→ Task brief: From the listing below, copy each line that contains the word "secret".

→ Provided records:
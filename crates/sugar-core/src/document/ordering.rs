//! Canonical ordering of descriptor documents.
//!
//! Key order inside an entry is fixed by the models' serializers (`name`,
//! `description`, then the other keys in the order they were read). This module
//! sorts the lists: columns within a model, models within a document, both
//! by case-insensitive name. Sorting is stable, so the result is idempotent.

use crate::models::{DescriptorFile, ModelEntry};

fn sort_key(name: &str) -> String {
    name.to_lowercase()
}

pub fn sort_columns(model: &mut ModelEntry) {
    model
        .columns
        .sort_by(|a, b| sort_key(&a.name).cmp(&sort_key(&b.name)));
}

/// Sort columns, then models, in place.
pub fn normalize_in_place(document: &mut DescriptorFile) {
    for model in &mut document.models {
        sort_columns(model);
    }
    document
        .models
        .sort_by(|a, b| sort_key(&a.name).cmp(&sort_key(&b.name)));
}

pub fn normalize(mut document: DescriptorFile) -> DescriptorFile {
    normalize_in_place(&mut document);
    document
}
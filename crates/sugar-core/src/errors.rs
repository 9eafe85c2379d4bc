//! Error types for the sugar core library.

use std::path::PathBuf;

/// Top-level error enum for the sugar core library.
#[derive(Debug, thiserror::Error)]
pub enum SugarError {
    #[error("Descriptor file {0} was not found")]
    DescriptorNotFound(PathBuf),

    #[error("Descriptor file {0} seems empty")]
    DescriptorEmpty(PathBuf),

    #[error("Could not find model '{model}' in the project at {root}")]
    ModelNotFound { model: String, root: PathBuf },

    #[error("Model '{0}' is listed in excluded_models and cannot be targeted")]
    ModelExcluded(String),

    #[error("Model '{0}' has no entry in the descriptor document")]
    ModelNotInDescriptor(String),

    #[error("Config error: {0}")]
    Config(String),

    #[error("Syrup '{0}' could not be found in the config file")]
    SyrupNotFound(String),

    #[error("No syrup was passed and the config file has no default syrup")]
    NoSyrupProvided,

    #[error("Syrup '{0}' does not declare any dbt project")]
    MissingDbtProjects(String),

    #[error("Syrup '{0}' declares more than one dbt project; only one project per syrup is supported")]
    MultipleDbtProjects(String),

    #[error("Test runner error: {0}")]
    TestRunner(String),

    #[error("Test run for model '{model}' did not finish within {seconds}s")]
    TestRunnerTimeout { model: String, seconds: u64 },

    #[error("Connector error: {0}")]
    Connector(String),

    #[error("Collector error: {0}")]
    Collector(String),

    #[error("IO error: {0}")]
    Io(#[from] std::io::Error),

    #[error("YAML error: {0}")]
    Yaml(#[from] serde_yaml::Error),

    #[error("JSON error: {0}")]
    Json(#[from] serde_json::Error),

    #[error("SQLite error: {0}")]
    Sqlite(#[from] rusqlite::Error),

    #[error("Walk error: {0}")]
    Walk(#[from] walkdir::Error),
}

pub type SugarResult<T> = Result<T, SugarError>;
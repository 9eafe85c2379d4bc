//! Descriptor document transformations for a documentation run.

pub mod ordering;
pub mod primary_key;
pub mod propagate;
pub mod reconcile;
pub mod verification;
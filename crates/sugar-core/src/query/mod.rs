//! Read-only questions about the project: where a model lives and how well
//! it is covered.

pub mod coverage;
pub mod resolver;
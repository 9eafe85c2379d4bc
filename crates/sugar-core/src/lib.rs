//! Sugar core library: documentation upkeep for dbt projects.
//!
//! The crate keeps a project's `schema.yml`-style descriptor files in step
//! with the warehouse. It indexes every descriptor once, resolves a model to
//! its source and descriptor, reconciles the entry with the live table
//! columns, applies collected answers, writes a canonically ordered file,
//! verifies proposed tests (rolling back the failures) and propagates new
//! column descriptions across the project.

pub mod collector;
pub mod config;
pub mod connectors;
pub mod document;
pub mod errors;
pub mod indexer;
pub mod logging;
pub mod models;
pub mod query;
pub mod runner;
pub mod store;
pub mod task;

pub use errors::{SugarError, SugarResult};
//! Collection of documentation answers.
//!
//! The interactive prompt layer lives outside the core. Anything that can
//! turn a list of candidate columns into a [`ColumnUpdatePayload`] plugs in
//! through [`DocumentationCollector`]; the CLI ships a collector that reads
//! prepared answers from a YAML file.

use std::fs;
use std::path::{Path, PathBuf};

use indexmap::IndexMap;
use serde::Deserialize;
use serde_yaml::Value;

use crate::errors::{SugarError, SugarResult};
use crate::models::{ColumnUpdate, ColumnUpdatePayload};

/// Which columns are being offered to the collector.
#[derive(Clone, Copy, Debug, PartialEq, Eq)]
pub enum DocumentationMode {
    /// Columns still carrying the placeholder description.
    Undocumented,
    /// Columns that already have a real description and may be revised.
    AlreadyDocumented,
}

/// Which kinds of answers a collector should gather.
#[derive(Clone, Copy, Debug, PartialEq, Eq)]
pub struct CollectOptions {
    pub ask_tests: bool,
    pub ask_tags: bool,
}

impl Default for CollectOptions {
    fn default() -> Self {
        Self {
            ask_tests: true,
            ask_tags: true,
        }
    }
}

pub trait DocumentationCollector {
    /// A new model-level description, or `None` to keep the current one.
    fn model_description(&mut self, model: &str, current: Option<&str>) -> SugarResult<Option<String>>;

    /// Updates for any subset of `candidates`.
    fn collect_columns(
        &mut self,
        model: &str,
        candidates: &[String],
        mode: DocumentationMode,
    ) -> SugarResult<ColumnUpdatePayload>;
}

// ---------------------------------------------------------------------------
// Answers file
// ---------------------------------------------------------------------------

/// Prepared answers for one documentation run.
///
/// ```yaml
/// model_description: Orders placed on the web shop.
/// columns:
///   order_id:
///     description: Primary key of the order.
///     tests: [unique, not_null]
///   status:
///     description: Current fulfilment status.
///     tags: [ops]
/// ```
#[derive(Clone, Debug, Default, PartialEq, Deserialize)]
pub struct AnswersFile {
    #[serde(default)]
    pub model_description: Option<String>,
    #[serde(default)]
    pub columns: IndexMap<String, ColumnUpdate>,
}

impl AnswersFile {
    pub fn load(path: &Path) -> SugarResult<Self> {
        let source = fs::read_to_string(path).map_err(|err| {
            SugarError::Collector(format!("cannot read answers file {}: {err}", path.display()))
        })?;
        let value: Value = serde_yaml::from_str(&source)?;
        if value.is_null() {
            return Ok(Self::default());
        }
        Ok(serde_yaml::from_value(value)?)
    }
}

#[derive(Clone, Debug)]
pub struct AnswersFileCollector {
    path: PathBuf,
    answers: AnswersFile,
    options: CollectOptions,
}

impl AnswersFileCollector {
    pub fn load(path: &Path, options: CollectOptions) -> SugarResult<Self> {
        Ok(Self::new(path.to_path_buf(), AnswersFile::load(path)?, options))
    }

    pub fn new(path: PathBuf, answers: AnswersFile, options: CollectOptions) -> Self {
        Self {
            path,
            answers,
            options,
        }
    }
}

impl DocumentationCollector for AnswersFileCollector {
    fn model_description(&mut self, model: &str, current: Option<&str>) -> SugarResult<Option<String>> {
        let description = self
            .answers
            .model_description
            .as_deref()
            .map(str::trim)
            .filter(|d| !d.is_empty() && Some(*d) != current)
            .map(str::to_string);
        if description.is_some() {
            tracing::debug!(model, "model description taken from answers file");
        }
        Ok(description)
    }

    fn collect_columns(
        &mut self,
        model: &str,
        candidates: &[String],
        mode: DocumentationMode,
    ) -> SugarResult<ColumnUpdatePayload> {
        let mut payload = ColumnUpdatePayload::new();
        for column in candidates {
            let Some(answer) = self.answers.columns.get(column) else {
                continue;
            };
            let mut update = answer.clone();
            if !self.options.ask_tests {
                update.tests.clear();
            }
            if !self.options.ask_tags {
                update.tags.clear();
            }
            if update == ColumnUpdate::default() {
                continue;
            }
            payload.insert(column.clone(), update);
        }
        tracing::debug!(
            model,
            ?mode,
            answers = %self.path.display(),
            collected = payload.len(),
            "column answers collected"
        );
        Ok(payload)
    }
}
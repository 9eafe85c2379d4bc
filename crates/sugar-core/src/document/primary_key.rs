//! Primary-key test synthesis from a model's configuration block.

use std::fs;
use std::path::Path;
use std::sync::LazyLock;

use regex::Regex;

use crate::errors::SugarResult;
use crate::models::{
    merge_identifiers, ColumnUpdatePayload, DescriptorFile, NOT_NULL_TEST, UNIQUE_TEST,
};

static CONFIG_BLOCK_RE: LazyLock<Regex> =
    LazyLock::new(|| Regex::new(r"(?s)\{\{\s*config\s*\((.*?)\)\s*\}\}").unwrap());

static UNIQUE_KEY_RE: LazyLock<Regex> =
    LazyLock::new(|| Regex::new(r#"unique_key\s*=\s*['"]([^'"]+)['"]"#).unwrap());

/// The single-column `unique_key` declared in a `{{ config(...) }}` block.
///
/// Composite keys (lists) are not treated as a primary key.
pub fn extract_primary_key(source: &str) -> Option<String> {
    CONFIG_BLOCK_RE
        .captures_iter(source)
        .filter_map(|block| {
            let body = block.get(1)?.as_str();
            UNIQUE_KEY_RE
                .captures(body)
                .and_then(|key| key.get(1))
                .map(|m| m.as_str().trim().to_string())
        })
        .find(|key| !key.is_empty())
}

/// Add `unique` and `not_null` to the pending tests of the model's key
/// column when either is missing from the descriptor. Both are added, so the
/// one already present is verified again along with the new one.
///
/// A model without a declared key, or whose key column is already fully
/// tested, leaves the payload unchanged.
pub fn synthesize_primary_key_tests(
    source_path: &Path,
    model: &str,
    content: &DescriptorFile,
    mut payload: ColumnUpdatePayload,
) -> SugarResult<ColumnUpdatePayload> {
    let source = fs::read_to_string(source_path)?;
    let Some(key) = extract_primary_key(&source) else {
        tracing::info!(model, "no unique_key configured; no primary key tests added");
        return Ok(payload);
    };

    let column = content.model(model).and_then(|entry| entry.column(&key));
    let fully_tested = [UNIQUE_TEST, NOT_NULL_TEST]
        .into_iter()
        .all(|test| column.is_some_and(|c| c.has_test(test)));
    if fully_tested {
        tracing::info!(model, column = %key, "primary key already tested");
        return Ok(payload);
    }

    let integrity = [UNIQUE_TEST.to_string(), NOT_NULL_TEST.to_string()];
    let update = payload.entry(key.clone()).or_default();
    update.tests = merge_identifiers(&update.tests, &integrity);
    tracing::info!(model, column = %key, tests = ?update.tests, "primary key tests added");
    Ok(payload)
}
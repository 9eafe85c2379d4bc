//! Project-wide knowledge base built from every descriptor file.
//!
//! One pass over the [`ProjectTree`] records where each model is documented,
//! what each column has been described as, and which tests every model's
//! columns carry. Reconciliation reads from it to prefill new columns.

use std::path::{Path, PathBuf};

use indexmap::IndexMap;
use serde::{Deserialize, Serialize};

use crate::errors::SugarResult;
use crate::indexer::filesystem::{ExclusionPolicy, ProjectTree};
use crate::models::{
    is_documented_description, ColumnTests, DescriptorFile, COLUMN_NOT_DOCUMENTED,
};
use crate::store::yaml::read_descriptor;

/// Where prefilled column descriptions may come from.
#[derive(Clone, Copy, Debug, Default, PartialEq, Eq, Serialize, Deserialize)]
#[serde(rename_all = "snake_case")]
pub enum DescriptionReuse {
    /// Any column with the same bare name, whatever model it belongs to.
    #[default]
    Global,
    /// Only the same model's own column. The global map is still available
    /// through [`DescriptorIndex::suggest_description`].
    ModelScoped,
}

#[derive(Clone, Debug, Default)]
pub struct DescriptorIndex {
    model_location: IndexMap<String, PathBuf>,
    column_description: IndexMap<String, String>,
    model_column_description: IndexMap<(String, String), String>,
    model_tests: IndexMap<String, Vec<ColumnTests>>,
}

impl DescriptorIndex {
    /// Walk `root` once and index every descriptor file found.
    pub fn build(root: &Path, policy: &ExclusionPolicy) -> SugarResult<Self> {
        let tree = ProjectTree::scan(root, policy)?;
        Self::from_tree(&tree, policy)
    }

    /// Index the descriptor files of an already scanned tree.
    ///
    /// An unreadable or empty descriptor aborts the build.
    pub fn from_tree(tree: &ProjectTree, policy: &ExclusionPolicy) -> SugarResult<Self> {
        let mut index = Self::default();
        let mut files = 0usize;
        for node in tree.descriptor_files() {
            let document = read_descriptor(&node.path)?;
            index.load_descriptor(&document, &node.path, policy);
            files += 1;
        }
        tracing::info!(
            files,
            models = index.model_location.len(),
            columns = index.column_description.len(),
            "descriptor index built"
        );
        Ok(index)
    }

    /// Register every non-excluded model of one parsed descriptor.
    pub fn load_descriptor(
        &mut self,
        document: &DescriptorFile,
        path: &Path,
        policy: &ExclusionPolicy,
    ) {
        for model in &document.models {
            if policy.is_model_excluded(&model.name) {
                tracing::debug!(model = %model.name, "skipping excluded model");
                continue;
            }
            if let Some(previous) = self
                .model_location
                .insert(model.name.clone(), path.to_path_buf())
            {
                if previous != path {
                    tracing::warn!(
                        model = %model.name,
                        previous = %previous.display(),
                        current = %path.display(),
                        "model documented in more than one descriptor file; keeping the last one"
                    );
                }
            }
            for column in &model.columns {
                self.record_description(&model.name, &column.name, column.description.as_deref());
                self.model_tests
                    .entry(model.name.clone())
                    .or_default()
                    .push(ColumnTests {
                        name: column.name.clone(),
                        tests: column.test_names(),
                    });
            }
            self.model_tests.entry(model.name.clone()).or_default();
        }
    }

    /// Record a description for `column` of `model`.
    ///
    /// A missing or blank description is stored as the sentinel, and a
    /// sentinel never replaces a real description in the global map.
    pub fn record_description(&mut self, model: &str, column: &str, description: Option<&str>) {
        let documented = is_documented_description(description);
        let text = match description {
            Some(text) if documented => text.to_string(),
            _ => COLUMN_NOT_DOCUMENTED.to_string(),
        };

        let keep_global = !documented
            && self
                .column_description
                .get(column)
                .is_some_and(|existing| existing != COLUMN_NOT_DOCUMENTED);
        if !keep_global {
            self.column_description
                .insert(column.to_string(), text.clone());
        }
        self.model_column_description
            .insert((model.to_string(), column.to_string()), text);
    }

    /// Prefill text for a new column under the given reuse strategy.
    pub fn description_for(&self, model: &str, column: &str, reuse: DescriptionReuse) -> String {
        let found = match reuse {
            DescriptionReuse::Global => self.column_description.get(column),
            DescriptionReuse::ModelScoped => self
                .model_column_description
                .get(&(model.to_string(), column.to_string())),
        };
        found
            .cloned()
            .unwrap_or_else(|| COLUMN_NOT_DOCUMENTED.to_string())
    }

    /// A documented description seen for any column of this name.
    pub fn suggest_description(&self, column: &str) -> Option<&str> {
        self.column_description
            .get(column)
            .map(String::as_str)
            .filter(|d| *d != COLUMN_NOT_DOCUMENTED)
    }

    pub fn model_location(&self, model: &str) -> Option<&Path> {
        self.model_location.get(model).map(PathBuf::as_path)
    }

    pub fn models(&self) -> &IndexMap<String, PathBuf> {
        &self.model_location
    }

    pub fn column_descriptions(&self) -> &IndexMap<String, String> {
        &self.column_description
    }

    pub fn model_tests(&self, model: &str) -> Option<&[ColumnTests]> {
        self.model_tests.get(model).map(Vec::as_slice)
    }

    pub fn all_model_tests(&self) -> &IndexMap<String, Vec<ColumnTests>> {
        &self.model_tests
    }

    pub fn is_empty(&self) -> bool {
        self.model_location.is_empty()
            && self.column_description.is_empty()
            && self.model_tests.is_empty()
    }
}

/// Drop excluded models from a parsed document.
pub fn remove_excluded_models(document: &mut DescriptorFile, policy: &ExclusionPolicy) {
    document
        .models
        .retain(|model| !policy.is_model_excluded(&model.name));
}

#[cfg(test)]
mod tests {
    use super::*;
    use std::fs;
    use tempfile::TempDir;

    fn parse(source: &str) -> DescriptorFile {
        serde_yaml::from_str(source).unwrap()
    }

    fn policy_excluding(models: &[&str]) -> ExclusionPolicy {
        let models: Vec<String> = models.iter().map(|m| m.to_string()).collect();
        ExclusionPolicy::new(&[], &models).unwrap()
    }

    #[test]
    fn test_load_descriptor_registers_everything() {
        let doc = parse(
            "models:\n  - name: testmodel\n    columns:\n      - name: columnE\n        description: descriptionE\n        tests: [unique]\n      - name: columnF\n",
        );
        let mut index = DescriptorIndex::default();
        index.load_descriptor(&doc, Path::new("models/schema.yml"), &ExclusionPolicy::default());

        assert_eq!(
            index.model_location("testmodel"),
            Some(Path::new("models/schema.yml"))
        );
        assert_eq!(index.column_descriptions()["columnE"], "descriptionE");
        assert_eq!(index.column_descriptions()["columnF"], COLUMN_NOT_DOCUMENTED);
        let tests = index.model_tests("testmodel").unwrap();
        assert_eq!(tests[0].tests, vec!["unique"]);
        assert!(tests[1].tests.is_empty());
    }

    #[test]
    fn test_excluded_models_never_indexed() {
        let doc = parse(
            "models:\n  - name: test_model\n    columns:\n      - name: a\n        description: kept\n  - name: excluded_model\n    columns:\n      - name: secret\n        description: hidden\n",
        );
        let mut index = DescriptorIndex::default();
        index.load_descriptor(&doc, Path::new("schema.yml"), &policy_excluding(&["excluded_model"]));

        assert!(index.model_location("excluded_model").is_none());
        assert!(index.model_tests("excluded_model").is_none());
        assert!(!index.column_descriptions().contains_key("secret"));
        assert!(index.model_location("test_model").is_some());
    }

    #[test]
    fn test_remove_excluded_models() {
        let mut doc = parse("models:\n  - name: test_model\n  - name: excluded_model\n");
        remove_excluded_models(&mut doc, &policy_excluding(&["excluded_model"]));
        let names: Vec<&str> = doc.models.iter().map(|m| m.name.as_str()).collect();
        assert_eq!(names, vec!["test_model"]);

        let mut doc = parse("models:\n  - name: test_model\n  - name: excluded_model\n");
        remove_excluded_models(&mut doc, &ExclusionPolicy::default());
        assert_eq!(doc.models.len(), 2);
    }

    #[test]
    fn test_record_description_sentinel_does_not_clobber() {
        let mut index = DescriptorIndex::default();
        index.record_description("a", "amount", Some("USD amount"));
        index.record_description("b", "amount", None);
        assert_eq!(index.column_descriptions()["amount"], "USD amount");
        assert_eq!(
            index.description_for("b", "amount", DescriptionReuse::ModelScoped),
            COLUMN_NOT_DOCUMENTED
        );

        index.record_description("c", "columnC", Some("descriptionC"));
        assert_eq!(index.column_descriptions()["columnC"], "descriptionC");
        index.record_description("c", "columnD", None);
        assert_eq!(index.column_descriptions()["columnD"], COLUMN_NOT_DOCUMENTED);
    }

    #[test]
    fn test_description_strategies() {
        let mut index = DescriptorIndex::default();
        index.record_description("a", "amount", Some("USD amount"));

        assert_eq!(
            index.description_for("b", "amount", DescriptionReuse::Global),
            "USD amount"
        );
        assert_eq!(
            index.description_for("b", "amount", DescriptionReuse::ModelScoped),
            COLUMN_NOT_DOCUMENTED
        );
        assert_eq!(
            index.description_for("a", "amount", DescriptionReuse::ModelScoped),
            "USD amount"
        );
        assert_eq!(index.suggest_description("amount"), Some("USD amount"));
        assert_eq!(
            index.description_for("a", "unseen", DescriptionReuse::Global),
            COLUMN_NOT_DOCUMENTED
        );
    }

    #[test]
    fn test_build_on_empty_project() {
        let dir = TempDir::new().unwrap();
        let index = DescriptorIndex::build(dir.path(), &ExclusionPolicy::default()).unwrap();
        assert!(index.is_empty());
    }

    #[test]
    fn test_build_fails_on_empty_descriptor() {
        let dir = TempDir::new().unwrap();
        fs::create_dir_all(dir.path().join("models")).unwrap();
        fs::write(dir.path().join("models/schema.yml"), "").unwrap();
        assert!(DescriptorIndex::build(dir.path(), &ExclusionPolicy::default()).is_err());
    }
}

→ Solution to this problem:
            "models:\n  - name: test_model\n    columns:\n      - name: a\n        description: kept\n  - name: excluded_model\n    columns:\n      - name: secret\n        description: hidden\n",
        assert!(!index.column_descriptions().contains_key("secret"));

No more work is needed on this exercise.